Sometimes it just happens as people find your site and your content as you share it across social media or if they find it on a search engine. 

So people can come from anywhere and discover it, comment it, and start a discussion. It’s a great way to kind of engage and build loyalty with your audience and connect with the people on the other side of it. 

Enable Comments on Your Posts

To turn commenting on or off across your website’s posts, follow these steps:

  1. Visit your site’s dashboard.
  2. Navigate to Settings → Discussion.
  3. Locate the “Default Article Settings” section (or, “Default post settings” if using WP-Admin).
  4. Toggle the option “Allow people to post comments on new articles” on (to enable comments) or off (to disable comments).

This will enable comments for all future posts you publish. If you previously published posts while comments were turned off, and now wish to enable comments on those posts, you can activate comments on specific posts by following the steps in the next section.

You can require visitors to log in to comment, or you can allow anonymous comments. You can choose which fields are required and if you want to approve comments before making them public. See the Discussion Settings guide to learn more about all the available settings to control your website’s comments.

Enable Comments on a Specific Post

To enable or disable comments on a specific post (or page) you’ve already published, follow these steps:

  1. Visit your site’s dashboard.
  2. Navigate to Posts or Pages.
  3. Click on the title of the post or page you want to enable or disable comments on.
  4. Open the post/page settings in the sidebar on the right.

If you do not see the sidebar on the right, click the Settings icon in the top right corner to bring up the settings.
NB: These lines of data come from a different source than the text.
//! Configuration file handling.
//!
//! Looks for `.config/pgscribe.styx` in the current directory or any parent directory.

pub use pgscribe_config::*;

use std::path::{Path, PathBuf};

/// Load configuration from `.config/pgscribe.styx`, searching up the directory tree.
pub fn load() -> Result<(Config, PathBuf), ConfigError> {
    let cwd = std::env::current_dir().map_err(|e| ConfigError::Io(e.to_string()))?;
    load_from(&cwd)
}

/// Load configuration starting from a specific directory.
pub fn load_from(start: &Path) -> Result<(Config, PathBuf), ConfigError> {
    let config_path = find_config_file(start)?;
    let content =
        std::fs::read_to_string(&config_path).map_err(|e| ConfigError::Io(e.to_string()))?;

    let config = parse(&content)?;
    tracing::debug!(path = %config_path.display(), "loaded configuration");

    Ok((config, config_path))
}

/// Load configuration if a file exists, falling back to defaults when none is found.
pub fn load_or_default(start: &Path) -> Result<Config, ConfigError> {
    match load_from(start) {
        Ok((config, _)) => Ok(config),
        Err(ConfigError::NotFound) => Ok(Config::default()),
        Err(e) => Err(e),
    }
}

/// Parse configuration from Styx source.
pub fn parse(content: &str) -> Result<Config, ConfigError> {
    facet_styx::from_str(content).map_err(|e| ConfigError::Parse(e.to_string()))
}

/// Find `.config/pgscribe.styx` by searching up the directory tree.
fn find_config_file(start: &Path) -> Result<PathBuf, ConfigError> {
    let mut current = start.to_path_buf();

    loop {
        let config_path = current.join(".config/pgscribe.styx");
        if config_path.exists() {
            return Ok(config_path);
        }

        if !current.pop() {
            return Err(ConfigError::NotFound);
        }
    }
}

/// Errors that can occur when loading configuration.
#[derive(Debug)]
pub enum ConfigError {
    /// No `.config/pgscribe.styx` found in any parent directory
    NotFound,
    /// I/O error reading the file
    Io(String),
    /// Parse error in the Styx file
    Parse(String),
}

impl std::fmt::Display for ConfigError {
    fn fmt(&self, f: &mut std::fmt::Formatter<'_>) -> std::fmt::Result {
        match self {
            ConfigError::NotFound => {
                write!(
                    f,
                    "No .config/pgscribe.styx found in current directory or any parent"
                )
            }
            ConfigError::Io(e) => write!(f, "Failed to read .config/pgscribe.styx: {}", e),
            ConfigError::Parse(e) => write!(f, "Failed to parse .config/pgscribe.styx: {}", e),
        }
    }
}

impl std::error::Error for ConfigError {}

#[cfg(test)]
mod tests {
    use super::*;

    #[test]
    fn missing_file_falls_back_to_defaults() {
        // The filesystem root never carries a pgscribe config.
        let config = load_or_default(Path::new("/")).unwrap();
        assert_eq!(config.migrations().schema(), DEFAULT_TRACKING_SCHEMA);
    }

    #[test]
    fn parse_error_is_reported() {
        let err = parse("migrations {schema").unwrap_err();
        assert!(matches!(err, ConfigError::Parse(_)));
        assert!(err.to_string().starts_with("Failed to parse"));
    }
}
This icon looks like a square with two uneven columns:

The Settings icon at the top of the WordPress Editor highlighted.
The settings icon in the top right corner
  1. Scroll down to the Discussion section of the page/post settings.
  2. Tick the box next to “Allow Comments” to enable comments or untick the box to disable comments:
A post is shown, with the Discussion settings highlighted in orange, with the "Allow comments" checkbox checked.
  1. Disable pingbacks, if desired.
  2. Click Update to save your changes.

If you want to enable or disable comments for a large group of posts or pages, you can do so in classic view with these directions for Bulk Editing.